» Directions
Working through the lines below, return each one that holds "statistics".

Records from a data collection:
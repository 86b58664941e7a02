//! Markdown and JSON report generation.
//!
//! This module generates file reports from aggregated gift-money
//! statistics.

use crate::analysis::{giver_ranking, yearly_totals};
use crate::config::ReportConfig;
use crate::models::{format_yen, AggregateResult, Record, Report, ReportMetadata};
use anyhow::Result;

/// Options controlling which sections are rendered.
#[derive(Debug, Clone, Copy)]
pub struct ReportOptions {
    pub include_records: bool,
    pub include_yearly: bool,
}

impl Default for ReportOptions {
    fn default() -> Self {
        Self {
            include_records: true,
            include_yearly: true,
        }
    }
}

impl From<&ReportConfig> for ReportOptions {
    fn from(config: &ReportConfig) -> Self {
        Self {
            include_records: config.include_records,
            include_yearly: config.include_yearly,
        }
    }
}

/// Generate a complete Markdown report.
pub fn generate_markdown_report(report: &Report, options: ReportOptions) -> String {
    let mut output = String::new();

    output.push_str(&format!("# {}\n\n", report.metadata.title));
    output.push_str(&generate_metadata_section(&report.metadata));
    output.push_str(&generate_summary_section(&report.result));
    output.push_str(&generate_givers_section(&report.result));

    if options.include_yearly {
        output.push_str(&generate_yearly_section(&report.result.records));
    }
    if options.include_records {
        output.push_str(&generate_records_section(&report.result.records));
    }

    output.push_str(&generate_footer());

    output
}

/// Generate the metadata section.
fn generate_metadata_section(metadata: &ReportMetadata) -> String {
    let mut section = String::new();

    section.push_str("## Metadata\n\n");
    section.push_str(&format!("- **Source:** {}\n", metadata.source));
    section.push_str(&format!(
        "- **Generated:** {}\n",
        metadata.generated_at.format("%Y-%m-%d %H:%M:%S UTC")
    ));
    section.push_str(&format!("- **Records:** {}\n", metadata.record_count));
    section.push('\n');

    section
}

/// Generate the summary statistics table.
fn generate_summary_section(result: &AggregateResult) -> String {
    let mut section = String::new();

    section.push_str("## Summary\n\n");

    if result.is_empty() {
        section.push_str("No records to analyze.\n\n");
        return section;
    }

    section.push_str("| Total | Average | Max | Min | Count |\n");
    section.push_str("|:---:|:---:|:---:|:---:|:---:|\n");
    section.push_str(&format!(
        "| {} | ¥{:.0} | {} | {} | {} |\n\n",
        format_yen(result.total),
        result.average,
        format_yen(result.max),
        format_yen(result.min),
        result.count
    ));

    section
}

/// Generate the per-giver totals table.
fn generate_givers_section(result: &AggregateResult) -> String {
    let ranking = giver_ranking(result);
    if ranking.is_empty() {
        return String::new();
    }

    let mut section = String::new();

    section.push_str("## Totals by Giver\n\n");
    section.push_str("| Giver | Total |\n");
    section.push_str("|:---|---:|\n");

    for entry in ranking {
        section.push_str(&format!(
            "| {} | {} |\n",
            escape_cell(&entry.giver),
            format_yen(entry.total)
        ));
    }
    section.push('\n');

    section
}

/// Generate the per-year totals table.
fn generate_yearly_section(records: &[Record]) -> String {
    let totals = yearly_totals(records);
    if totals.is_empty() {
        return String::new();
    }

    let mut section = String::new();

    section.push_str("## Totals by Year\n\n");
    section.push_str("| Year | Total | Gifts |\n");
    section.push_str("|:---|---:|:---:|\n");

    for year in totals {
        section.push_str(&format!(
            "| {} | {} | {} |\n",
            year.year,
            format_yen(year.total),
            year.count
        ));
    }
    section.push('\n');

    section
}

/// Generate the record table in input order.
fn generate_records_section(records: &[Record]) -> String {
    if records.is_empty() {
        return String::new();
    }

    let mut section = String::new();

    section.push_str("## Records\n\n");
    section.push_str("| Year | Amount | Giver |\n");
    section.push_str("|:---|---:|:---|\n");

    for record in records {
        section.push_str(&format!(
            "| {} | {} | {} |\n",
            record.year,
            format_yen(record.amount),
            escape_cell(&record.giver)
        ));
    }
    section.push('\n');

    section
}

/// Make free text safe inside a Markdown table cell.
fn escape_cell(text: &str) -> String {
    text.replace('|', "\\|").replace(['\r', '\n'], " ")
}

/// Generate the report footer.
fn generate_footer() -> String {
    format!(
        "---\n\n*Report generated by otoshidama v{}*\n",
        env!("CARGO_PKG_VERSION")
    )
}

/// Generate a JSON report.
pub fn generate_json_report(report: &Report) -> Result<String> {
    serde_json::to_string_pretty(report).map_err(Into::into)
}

» Answer to the problem
//! statistics.
/// Generate the summary statistics table.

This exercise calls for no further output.